=== DATA FOR PROCESSING ===
↓
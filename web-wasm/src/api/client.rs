//! fetchによるバックエンドクライアント
//!
//! レビューの4操作は `ReceiptApi` として実装する。
//! 画像やエクスポートの応答はBlobのObject URLで返す。

use receipt_review_common::endpoints::{self, DEFAULT_API_BASE};
use receipt_review_common::error::{Error, Result};
use receipt_review_common::types::{
    AccountSuggestion, BatchExtraction, DuplicateCheck, ExportFormat, ExtractionResult,
    KnownAccount, ReceiptPayload, ReceiverSuggestion, TransactionFilters, TransactionPage,
};
use receipt_review_common::ReceiptApi;
use serde::de::DeserializeOwned;
use serde_json::Value;
use wasm_bindgen::prelude::*;
use wasm_bindgen_futures::JsFuture;
use web_sys::{Blob, File, FormData, HtmlAnchorElement, Request, RequestInit, RequestMode, Response, Url};

fn js_error(e: JsValue) -> Error {
    Error::Network(e.as_string().unwrap_or_else(|| format!("{:?}", e)))
}

/// 送信ボディ
enum Body {
    Empty,
    Json(String),
    Form(FormData),
}

#[derive(Clone)]
pub struct WebClient {
    base: String,
}

impl Default for WebClient {
    fn default() -> Self {
        Self {
            base: DEFAULT_API_BASE.to_string(),
        }
    }
}

impl WebClient {
    pub fn new() -> Self {
        Self::default()
    }

    fn url(&self, path: &str) -> String {
        endpoints::join(&self.base, path)
    }

    /// 送信してステータスを確認する（エラー応答はボディからメッセージを取る）
    async fn send(&self, method: &str, path: &str, body: Body) -> Result<Response> {
        let opts = RequestInit::new();
        opts.set_method(method);
        opts.set_mode(RequestMode::Cors);
        let mut json = false;
        match &body {
            Body::Empty => {}
            Body::Json(text) => {
                opts.set_body(&JsValue::from_str(text));
                json = true;
            }
            Body::Form(form) => opts.set_body(form.as_ref()),
        }

        let request = Request::new_with_str_and_init(&self.url(path), &opts).map_err(js_error)?;
        if json {
            request
                .headers()
                .set("Content-Type", "application/json")
                .map_err(js_error)?;
        }

        let window = web_sys::window().ok_or_else(|| Error::Network("no window".into()))?;
        let resp_value = JsFuture::from(window.fetch_with_request(&request))
            .await
            .map_err(js_error)?;
        let resp: Response = resp_value.dyn_into().map_err(js_error)?;

        if resp.ok() {
            return Ok(resp);
        }

        let status = resp.status();
        let payload = match Self::text(&resp).await {
            Ok(text) => serde_json::from_str::<Value>(&text).ok(),
            Err(_) => None,
        };
        Err(Error::from_response(status, payload))
    }

    async fn text(resp: &Response) -> Result<String> {
        let text = JsFuture::from(resp.text().map_err(js_error)?)
            .await
            .map_err(js_error)?;
        Ok(text.as_string().unwrap_or_default())
    }

    async fn json<T: DeserializeOwned>(&self, method: &str, path: &str, body: Body) -> Result<T> {
        let resp = self.send(method, path, body).await?;
        let text = Self::text(&resp).await?;
        Ok(serde_json::from_str(&text)?)
    }

    /// 応答をBlobとして受け取り、Object URLを返す
    async fn object_url(&self, path: &str) -> Result<String> {
        let resp = self.send("GET", path, Body::Empty).await?;
        let blob: Blob = JsFuture::from(resp.blob().map_err(js_error)?)
            .await
            .map_err(js_error)?
            .dyn_into()
            .map_err(js_error)?;
        Url::create_object_url_with_blob(&blob).map_err(js_error)
    }

    fn form_with(field: &str, files: &[File]) -> Result<FormData> {
        let form = FormData::new().map_err(js_error)?;
        for file in files {
            form.append_with_blob_and_filename(field, file, &file.name())
                .map_err(js_error)?;
        }
        Ok(form)
    }

    /// ルートに1回だけ問い合わせる
    pub async fn health(&self) -> bool {
        self.send("GET", endpoints::HEALTH, Body::Empty).await.is_ok()
    }

    pub async fn known_accounts(&self) -> Result<Vec<KnownAccount>> {
        self.json("GET", endpoints::KNOWN_ACCOUNTS, Body::Empty).await
    }

    pub async fn add_account(&self, account: &KnownAccount) -> Result<Value> {
        let body = Body::Json(serde_json::to_string(account)?);
        self.json("POST", endpoints::ADD_ACCOUNT, body).await
    }

    pub async fn delete_account(&self, account_number: &str) -> Result<Value> {
        self.json("DELETE", &endpoints::delete_account(account_number), Body::Empty)
            .await
    }

    pub async fn search_accounts(&self, query: &str) -> Result<Vec<AccountSuggestion>> {
        self.json("GET", &endpoints::search_accounts(query), Body::Empty)
            .await
    }

    pub async fn search_receivers(
        &self,
        query: &str,
        to_account: Option<&str>,
    ) -> Result<Vec<ReceiverSuggestion>> {
        self.json("GET", &endpoints::search_receivers(query, to_account), Body::Empty)
            .await
    }

    pub async fn transactions(&self, filters: &TransactionFilters) -> Result<TransactionPage> {
        self.json("GET", &endpoints::transactions(filters), Body::Empty)
            .await
    }

    /// エクスポートファイルのObject URL
    pub async fn export_url(&self, filters: &TransactionFilters, format: ExportFormat) -> Result<String> {
        self.object_url(&endpoints::export_transactions(filters, format))
            .await
    }

    /// 保存済み画像のObject URL
    pub async fn archive_url(&self, receipt_id: &str) -> Result<String> {
        self.object_url(&endpoints::archive(receipt_id)).await
    }

    pub async fn delete_receipt(&self, receipt_id: &str) -> Result<Value> {
        self.json("DELETE", &endpoints::receipt(receipt_id), Body::Empty)
            .await
    }
}

impl ReceiptApi for WebClient {
    type Upload = File;

    async fn extract_single(&self, upload: &File) -> Result<ExtractionResult> {
        let form = Self::form_with(endpoints::SINGLE_FIELD, std::slice::from_ref(upload))?;
        self.json("POST", endpoints::EXTRACT_SINGLE, Body::Form(form))
            .await
    }

    async fn extract_batch(&self, uploads: &[File]) -> Result<BatchExtraction> {
        let form = Self::form_with(endpoints::BATCH_FIELD, uploads)?;
        self.json("POST", endpoints::EXTRACT_BATCH, Body::Form(form))
            .await
    }

    async fn check_duplicate(&self, transaction_id: &str) -> Result<bool> {
        let check: DuplicateCheck = self
            .json("GET", &endpoints::check_duplicate(transaction_id), Body::Empty)
            .await?;
        Ok(check.exists)
    }

    async fn save_receipt(&self, payload: &ReceiptPayload) -> Result<Value> {
        let body = Body::Json(serde_json::to_string(payload)?);
        self.json("POST", endpoints::RECEIPTS, body).await
    }
}

/// Object URLを解放する
pub fn revoke_url(url: &str) {
    if url.starts_with("blob:") {
        let _ = Url::revoke_object_url(url);
    }
}

/// Object URLをファイルとしてダウンロードさせてから解放する
pub fn download_url(url: &str, file_name: &str) -> Result<()> {
    let document = web_sys::window()
        .and_then(|w| w.document())
        .ok_or_else(|| Error::Network("no document".into()))?;
    let anchor: HtmlAnchorElement = document
        .create_element("a")
        .map_err(js_error)?
        .dyn_into()
        .map_err(|_| Error::Network("anchor element".into()))?;
    anchor.set_href(url);
    anchor.set_download(file_name);
    anchor.click();
    revoke_url(url);
    Ok(())
}
//! レシート画像プレビュー（拡大・回転・ドラッグ移動）

use leptos::prelude::*;
use receipt_review_common::preview::{PreviewView, MAX_ZOOM, MIN_ZOOM};
use web_sys::{MouseEvent, WheelEvent};

#[component]
pub fn ReceiptPreview(#[prop(into)] image_url: Signal<Option<String>>) -> impl IntoView {
    let view_state = RwSignal::new(PreviewView::new());

    // 表示する画像が変わったら初期状態に戻す
    Effect::new(move |_| {
        image_url.track();
        view_state.update(|v| v.reset());
    });

    let zoom = move || view_state.with(|v| v.zoom);

    view! {
        <div class="preview">
            <div class="preview-toolbar">
                <button
                    class="btn-icon"
                    disabled=move || zoom() <= MIN_ZOOM
                    on:click=move |_| view_state.update(|v| v.zoom_out())
                >
                    "−"
                </button>
                <span class="preview-zoom">{move || format!("{}%", zoom())}</span>
                <button
                    class="btn-icon"
                    disabled=move || zoom() >= MAX_ZOOM
                    on:click=move |_| view_state.update(|v| v.zoom_in())
                >
                    "+"
                </button>
                <button class="btn-icon" title="تدوير" on:click=move |_| view_state.update(|v| v.rotate())>
                    "⟳"
                </button>
                <button class="btn-icon" title="إعادة تعيين" on:click=move |_| view_state.update(|v| v.reset())>
                    "↺"
                </button>
            </div>

            <Show
                when=move || image_url.with(|u| u.is_some())
                fallback=|| view! {
                    <div class="preview-empty">
                        <div class="upload-icon">"🖼"</div>
                        <p>"لا توجد صورة"</p>
                    </div>
                }
            >
                <div
                    class="preview-stage"
                    class:pannable=move || view_state.with(|v| v.can_pan())
                    class:dragging=move || view_state.with(|v| v.dragging())
                    on:wheel=move |ev: WheelEvent| {
                        ev.prevent_default();
                        view_state.update(|v| v.wheel(ev.delta_y()));
                    }
                    on:mousedown=move |ev: MouseEvent| {
                        let (x, y) = (ev.client_x() as f64, ev.client_y() as f64);
                        view_state.update(|v| {
                            v.begin_drag(x, y);
                        });
                    }
                    on:mousemove=move |ev: MouseEvent| {
                        if view_state.with_untracked(|v| v.dragging()) {
                            let (x, y) = (ev.client_x() as f64, ev.client_y() as f64);
                            view_state.update(|v| v.drag_to(x, y));
                        }
                    }
                    on:mouseup=move |_: MouseEvent| view_state.update(|v| v.end_drag())
                    on:mouseleave=move |_: MouseEvent| view_state.update(|v| v.end_drag())
                >
                    <img
                        src=move || image_url.get().unwrap_or_default()
                        alt="receipt"
                        draggable="false"
                        style=move || format!("transform: {}", view_state.with(|v| v.css_transform()))
                    />
                </div>
                <Show when=move || view_state.with(|v| v.can_pan())>
                    <p class="preview-hint">"اسحب للتنقل"</p>
                </Show>
            </Show>
        </div>
    }
}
↑
Begin at the line that has "for file in" in the entries above; stop after the line that has "pub async fn transactions(&self, filters: &TransactionFilters)". Transcribe exactly those lines and no others.

=== FINAL ANSWER ===
        for file in files {
            form.append_with_blob_and_filename(field, file, &file.name())
                .map_err(js_error)?;
        }
        Ok(form)
    }

    /// ルートに1回だけ問い合わせる
    pub async fn health(&self) -> bool {
        self.send("GET", endpoints::HEALTH, Body::Empty).await.is_ok()
    }

    pub async fn known_accounts(&self) -> Result<Vec<KnownAccount>> {
        self.json("GET", endpoints::KNOWN_ACCOUNTS, Body::Empty).await
    }

    pub async fn add_account(&self, account: &KnownAccount) -> Result<Value> {
        let body = Body::Json(serde_json::to_string(account)?);
        self.json("POST", endpoints::ADD_ACCOUNT, body).await
    }

    pub async fn delete_account(&self, account_number: &str) -> Result<Value> {
        self.json("DELETE", &endpoints::delete_account(account_number), Body::Empty)
            .await
    }

    pub async fn search_accounts(&self, query: &str) -> Result<Vec<AccountSuggestion>> {
        self.json("GET", &endpoints::search_accounts(query), Body::Empty)
            .await
    }

    pub async fn search_receivers(
        &self,
        query: &str,
        to_account: Option<&str>,
    ) -> Result<Vec<ReceiverSuggestion>> {
        self.json("GET", &endpoints::search_receivers(query, to_account), Body::Empty)
            .await
    }

    pub async fn transactions(&self, filters: &TransactionFilters) -> Result<TransactionPage> {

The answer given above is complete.